According to the Memorial Sloan-Kettering Cancer Center, Aloe juice and gel has the potential to interact with some prescription medications and may also increase the risk of bleeding during surgery. It has been suggested that continued use may lead to thyroid problems.

Those frequently experiencing low blood pressure should be cautious since drinking Aloe may further cause blood pressure to drop.

The Mayo Clinic advises people with electrolyte abnormalities or heart disease to only use Aloe cautiously. They advise avoiding Aloe altogether “in people with abdominal pain that is sudden and severe, appendicitis, bowel obstruction, fecal impaction, kidney disease, liver disease, or in people taking agents toxic to the liver. Avoid use as an injection, during postoperative incision healing…”

Although it does not comment on the topical use of Aloe vera, the Center for Science in the Public Interest recommends simply avoiding the oral use in any form.
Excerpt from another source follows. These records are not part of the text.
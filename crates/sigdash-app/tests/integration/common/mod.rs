//! Shared mock servers.

pub mod mock_push;
pub mod mock_rest;

use sigdash_sync::{DisplayState, SyncHandle};
use std::time::Duration;

/// Wait until the published state satisfies `condition`.
pub async fn wait_for_state(
    handle: &SyncHandle,
    condition: impl FnMut(&DisplayState) -> bool,
) -> DisplayState {
    let mut rx = handle.subscribe();
    let state = tokio::time::timeout(Duration::from_secs(5), rx.wait_for(condition))
        .await
        .expect("timed out waiting for display state")
        .expect("sync loop stopped");
    state.clone()
}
History of Side Effects of Aloe Vera Juice and Gel

For many years, Aloe vera was the primary ingredient in most over-the-counter laxatives. The whole leaf was used in the products and it was very effective. However, in 2002 the FDA pulled from the market all laxatives containing Aloe vera. Their justification for this move was that there was simply not enough evidence to prove the safety of consuming Aloe vera.
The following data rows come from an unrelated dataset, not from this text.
//! The sequential sync loop.
//!
//! `SyncOrchestrator::run` owns the feed and the mode controller. Endpoint
//! calls run in spawned tasks bounded by the request timeout and report back
//! over an internal channel; only this loop applies their results. After each
//! wake-up, everything that is already queued is applied before a single
//! `DisplayState` is published.

use std::time::Duration;

use chrono::{DateTime, Utc};
use sigdash_api::{ApiError, ApiResult, DynSignalApi, SnapshotResponse};
use sigdash_core::{DynClock, PushEvent, PushStatus, SignalTime, TradingMode};
use sigdash_feed::{AppendOutcome, BoundedSignalFeed};
use sigdash_mode::ModeController;
use tokio::sync::{mpsc, watch};
use tokio::time::{Instant, MissedTickBehavior};
use tokio_util::sync::CancellationToken;
use tracing::{debug, info, warn};

use crate::config::SyncConfig;
use crate::error::{SyncError, SyncResult};
use crate::state::{DisplayState, Notice, NoticeLevel};

const COMMAND_BUFFER: usize = 32;
const INBOUND_BUFFER: usize = 8;

/// Upper bound on queued items applied before a publish.
const MAX_BATCH: usize = 256;

/// Requests from the front end.
#[derive(Debug, Clone, Copy, PartialEq, Eq)]
pub enum SyncCommand {
    /// Flip LIVE/TEST.
    RequestToggle,
    /// Poll the snapshot now instead of waiting for the next tick.
    PollNow,
}

/// Results reported back by spawned request tasks.
#[derive(Debug)]
enum Inbound {
    PollCompleted {
        generation: u64,
        result: ApiResult<SnapshotResponse>,
    },
    ToggleCompleted(ApiResult<TradingMode>),
}

/// Front-end side of the sync loop.
#[derive(Debug, Clone)]
pub struct SyncHandle {
    commands: mpsc::Sender<SyncCommand>,
    state: watch::Receiver<DisplayState>,
    shutdown: CancellationToken,
}

impl SyncHandle {
    pub async fn request_toggle(&self) -> SyncResult<()> {
        self.send(SyncCommand::RequestToggle).await
    }

    pub async fn poll_now(&self) -> SyncResult<()> {
        self.send(SyncCommand::PollNow).await
    }

    pub async fn send(&self, command: SyncCommand) -> SyncResult<()> {
        self.commands
            .send(command)
            .await
            .map_err(|_| SyncError::Closed)
    }

    /// Receiver notified after every publish.
    pub fn subscribe(&self) -> watch::Receiver<DisplayState> {
        self.state.clone()
    }

    /// Latest published state.
    pub fn current(&self) -> DisplayState {
        self.state.borrow().clone()
    }

    /// End the session.
    pub fn shutdown(&self) {
        self.shutdown.cancel();
    }

    pub fn is_shutdown(&self) -> bool {
        self.shutdown.is_cancelled()
    }
}

/// Owner of the session's feed and mode state.
pub struct SyncOrchestrator {
    config: SyncConfig,
    api: DynSignalApi,
    clock: DynClock,
    feed: BoundedSignalFeed,
    mode: ModeController,

    push_rx: mpsc::Receiver<PushEvent>,
    push_open: bool,
    command_rx: mpsc::Receiver<SyncCommand>,
    inbound_tx: mpsc::Sender<Inbound>,
    inbound_rx: mpsc::Receiver<Inbound>,
    state_tx: watch::Sender<DisplayState>,
    shutdown: CancellationToken,

    push_status: PushStatus,
    last_poll_at: Option<DateTime<Utc>>,
    server_last_update: Option<String>,
    last_push_received_at: Option<DateTime<Utc>>,
    last_push_signal_time: Option<SignalTime>,
    notice: Option<Notice>,
    notice_deadline: Option<Instant>,

    poll_in_flight: bool,
    /// Bumped when a toggle response confirms a mode. A poll started under an
    /// older generation may carry the pre-toggle mode, so its mode is dropped.
    mode_generation: u64,
    revision: u64,
    dirty: bool,
}

impl SyncOrchestrator {
    /// Create the loop and its handle. Nothing runs until `run` is awaited.
    pub fn new(
        config: SyncConfig,
        api: DynSignalApi,
        clock: DynClock,
        push_rx: mpsc::Receiver<PushEvent>,
        shutdown: CancellationToken,
    ) -> (Self, SyncHandle) {
        let (command_tx, command_rx) = mpsc::channel(COMMAND_BUFFER);
        let (inbound_tx, inbound_rx) = mpsc::channel(INBOUND_BUFFER);
        let (state_tx, state_rx) = watch::channel(DisplayState::default());

        let handle = SyncHandle {
            commands: command_tx,
            state: state_rx,
            shutdown: shutdown.clone(),
        };

        let orchestrator = Self {
            feed: BoundedSignalFeed::new(config.capacity, clock.clone()),
            mode: ModeController::new(clock.clone()),
            config,
            api,
            clock,
            push_rx,
            push_open: true,
            command_rx,
            inbound_tx,
            inbound_rx,
            state_tx,
            shutdown,
            push_status: PushStatus::default(),
            last_poll_at: None,
            server_last_update: None,
            last_push_received_at: None,
            last_push_signal_time: None,
            notice: None,
            notice_deadline: None,
            poll_in_flight: false,
            mode_generation: 0,
            revision: 0,
            dirty: false,
        };

        (orchestrator, handle)
    }

    /// Bootstrap, then process events until shutdown.
    ///
    /// Returns when the session token is cancelled or every `SyncHandle`
    /// has been dropped.
    pub async fn run(mut self) {
        info!(
            poll_interval_ms = self.config.poll_interval_ms,
            request_timeout_ms = self.config.request_timeout_ms,
            capacity = self.feed.capacity(),
            "Sync loop starting"
        );

        // Push events queue up in their channel until the bootstrap is applied.
        tokio::select! {
            biased;

            () = self.shutdown.cancelled() => {
                info!("Shutdown requested during bootstrap");
                return;
            }

            result = fetch_snapshot(&self.api, self.config.request_timeout()) => {
                let generation = self.mode_generation;
                self.apply_poll(generation, result);
            }
        }
        self.publish_if_dirty();

        let period = self.config.poll_interval();
        let mut poll_timer = tokio::time::interval_at(Instant::now() + period, period);
        poll_timer.set_missed_tick_behavior(MissedTickBehavior::Delay);

        loop {
            let notice_deadline = self.notice_deadline;

            tokio::select! {
                biased;

                () = self.shutdown.cancelled() => {
                    info!("Shutdown requested");
                    break;
                }

                Some(inbound) = self.inbound_rx.recv() => self.handle_inbound(inbound),

                command = self.command_rx.recv() => match command {
                    Some(command) => self.handle_command(command),
                    None => {
                        info!("All sync handles dropped");
                        break;
                    }
                },

                event = self.push_rx.recv(), if self.push_open => match event {
                    Some(event) => self.handle_push(event),
                    None => {
                        warn!("Push channel closed, continuing with polling only");
                        self.push_open = false;
                    }
                },

                _ = poll_timer.tick() => self.start_poll("timer"),

                () = wait_until(notice_deadline) => self.expire_notice(),
            }

            self.drain_ready();
            self.publish_if_dirty();
        }

        info!(revision = self.revision, "Sync loop stopped");
    }

    /// Apply everything already queued so it lands in one publish.
    fn drain_ready(&mut self) {
        for _ in 0..MAX_BATCH {
            // Results arriving after teardown are discarded.
            if self.shutdown.is_cancelled() {
                return;
            }
            if let Ok(inbound) = self.inbound_rx.try_recv() {
                self.handle_inbound(inbound);
                continue;
            }
            if let Ok(command) = self.command_rx.try_recv() {
                self.handle_command(command);
                continue;
            }
            if self.push_open {
                if let Ok(event) = self.push_rx.try_recv() {
                    self.handle_push(event);
                    continue;
                }
            }
            return;
        }
    }

    fn handle_command(&mut self, command: SyncCommand) {
        debug!(?command, "Command received");
        match command {
            SyncCommand::RequestToggle => self.start_toggle(),
            SyncCommand::PollNow => self.start_poll("manual"),
        }
    }

    fn handle_inbound(&mut self, inbound: Inbound) {
        match inbound {
            Inbound::PollCompleted { generation, result } => {
                self.poll_in_flight = false;
                self.apply_poll(generation, result);
            }
            Inbound::ToggleCompleted(result) => self.apply_toggle(result),
        }
    }

    fn handle_push(&mut self, event: PushEvent) {
        match event {
            PushEvent::Signal(payload) => {
                if let AppendOutcome::Appended { evicted } = self.feed.append(&payload) {
                    if let Some(record) = self.feed.latest() {
                        debug!(
                            symbol = %record.symbol(),
                            direction = %record.direction(),
                            evicted,
                            "Push signal appended"
                        );
                        self.last_push_received_at = Some(record.received_at());
                        self.last_push_signal_time = Some(record.signal_time().clone());
                    }
                    self.dirty = true;
                }
            }
            PushEvent::Status(status) => {
                if status != self.push_status {
                    info!(from = %self.push_status, to = %status, "Push status changed");
                    self.push_status = status;
                    self.dirty = true;
                }
            }
        }
    }

    fn start_poll(&mut self, reason: &'static str) {
        if self.poll_in_flight {
            debug!(reason, "Snapshot poll already in flight, skipping");
            return;
        }
        self.poll_in_flight = true;
        debug!(reason, "Starting snapshot poll");

        let api = self.api.clone();
        let timeout = self.config.request_timeout();
        let tx = self.inbound_tx.clone();
        let generation = self.mode_generation;
        tokio::spawn(async move {
            let result = fetch_snapshot(&api, timeout).await;
            if tx
                .send(Inbound::PollCompleted { generation, result })
                .await
                .is_err()
            {
                debug!("Sync loop gone, discarding poll result");
            }
        });
    }

    fn apply_poll(&mut self, generation: u64, result: ApiResult<SnapshotResponse>) {
        let snapshot = match result {
            Ok(snapshot) => snapshot,
            Err(e) => {
                warn!(error = %e, "Snapshot poll failed, keeping current state");
                return;
            }
        };

        let summary = self.feed.replace_all(&snapshot.signals);
        if generation == self.mode_generation {
            self.mode
                .reconcile(snapshot.mode, snapshot.last_update.as_deref());
            self.server_last_update = snapshot.last_update;
        } else {
            debug!(
                mode = %snapshot.mode,
                "Ignoring mode from a poll started before the last toggle"
            );
        }

        self.last_poll_at = Some(self.clock.now());
        self.dirty = true;

        info!(
            signals = summary.accepted,
            skipped = summary.skipped_invalid + summary.skipped_duplicate,
            changed = summary.changed,
            mode = %snapshot.mode,
            "Snapshot applied"
        );
    }

    fn start_toggle(&mut self) {
        let target = match self.mode.begin_toggle() {
            Ok(target) => target,
            Err(e) => {
                warn!(error = %e, "Toggle rejected");
                self.raise_notice(NoticeLevel::Warning, e.to_string());
                return;
            }
        };
        // Optimistic display flip.
        self.dirty = true;

        let api = self.api.clone();
        let timeout = self.config.request_timeout();
        let tx = self.inbound_tx.clone();
        debug!(%target, "Sending toggle request");
        tokio::spawn(async move {
            let result = tokio::time::timeout(timeout, api.toggle_mode())
                .await
                .unwrap_or_else(|_| Err(ApiError::Timeout(timeout)));
            if tx.send(Inbound::ToggleCompleted(result)).await.is_err() {
                debug!("Sync loop gone, discarding toggle result");
            }
        });
    }

    fn apply_toggle(&mut self, result: ApiResult<TradingMode>) {
        match result {
            Ok(mode) => {
                self.mode.complete_toggle(mode);
                self.mode_generation += 1;
            }
            Err(e) => {
                let reverted = self.mode.fail_toggle();
                warn!(error = %e, reverted = ?reverted, "Mode toggle failed");
                self.raise_notice(NoticeLevel::Error, format!("Mode toggle failed: {e}"));
            }
        }
        self.dirty = true;
    }

    fn raise_notice(&mut self, level: NoticeLevel, message: String) {
        self.notice = Some(Notice {
            level,
            message,
            raised_at: self.clock.now(),
        });
        self.notice_deadline = Some(Instant::now() + self.config.notice_ttl());
        self.dirty = true;
    }

    fn expire_notice(&mut self) {
        self.notice_deadline = None;
        if self.notice.take().is_some() {
            self.dirty = true;
        }
    }

    fn publish_if_dirty(&mut self) {
        if !self.dirty {
            return;
        }
        self.dirty = false;
        self.revision += 1;

        let state = self.display_state();
        debug!(
            revision = state.revision,
            signals = state.signals.len(),
            mode = state.mode.label(),
            "Publishing display state"
        );
        self.state_tx.send_replace(state);
    }

    fn display_state(&self) -> DisplayState {
        DisplayState {
            signals: self.feed.snapshot(),
            mode: self.mode.view(),
            push_status: self.push_status,
            last_poll_at: self.last_poll_at,
            server_last_update: self.server_last_update.clone(),
            last_push_received_at: self.last_push_received_at,
            last_push_signal_time: self.last_push_signal_time.clone(),
            notice: self.notice.clone(),
            revision: self.revision,
        }
    }
}

impl std::fmt::Debug for SyncOrchestrator {
    fn fmt(&self, f: &mut std::fmt::Formatter<'_>) -> std::fmt::Result {
        f.debug_struct("SyncOrchestrator")
            .field("feed", &self.feed)
            .field("mode", &self.mode)
            .field("push_status", &self.push_status)
            .field("poll_in_flight", &self.poll_in_flight)
            .field("revision", &self.revision)
            .finish()
    }
}

async fn fetch_snapshot(api: &DynSignalApi, timeout: Duration) -> ApiResult<SnapshotResponse> {
    tokio::time::timeout(timeout, api.fetch_snapshot())
        .await
        .unwrap_or_else(|_| Err(ApiError::Timeout(timeout)))
}

async fn wait_until(deadline: Option<Instant>) {
    match deadline {
        Some(deadline) => tokio::time::sleep_until(deadline).await,
        None => std::future::pending().await,
    }
}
A two-year study conducted by the National Toxicology Program raised further concerns concerning drinking Aloe vera juice. After giving rats an extract of the Aloe vera whole-leaf researchers reported “clear evidence of carcinogenic activity in male and female rats, based on tumors of the large intestine.”

It should be noted that the study was conducted with extract of whole-leaf Aloe vera that was non-decolorized. Today most manufacturers (not all) decolorize the Aloe leaf by passing it through charcoal filters. This is done specifically to remove the anthraquinones which are responsible for the laxative properties. This process removes Aloin, the anthraquinone which some researchers suspect is the primary cause of the rats developing tumors.
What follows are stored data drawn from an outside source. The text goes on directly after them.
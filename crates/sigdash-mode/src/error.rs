//! Mode controller error types.

use sigdash_core::TradingMode;
use thiserror::Error;

#[derive(Debug, Error, Clone, PartialEq, Eq)]
pub enum ModeError {
    #[error("Mode not confirmed by server yet")]
    Unconfirmed,

    #[error("Toggle to {0} already in flight")]
    ToggleInFlight(TradingMode),
}

pub type ModeResult<T> = Result<T, ModeError>;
An interesting study by researchers in the U.K. in 2004 obtained very different results. [1]  Their study was done with patients that already had ulcerative colitis which is an inflammatory bowel disease. For four weeks each patient drank Aloe vera gel (not the juice) and water twice per day. The results proved an improvement and even some remission of the ulcerative colitis compared to the control group which just got water. Additionally, there were no tumors that developed or any other significant side effects of Aloe vera among those that drank the Aloe vera gel.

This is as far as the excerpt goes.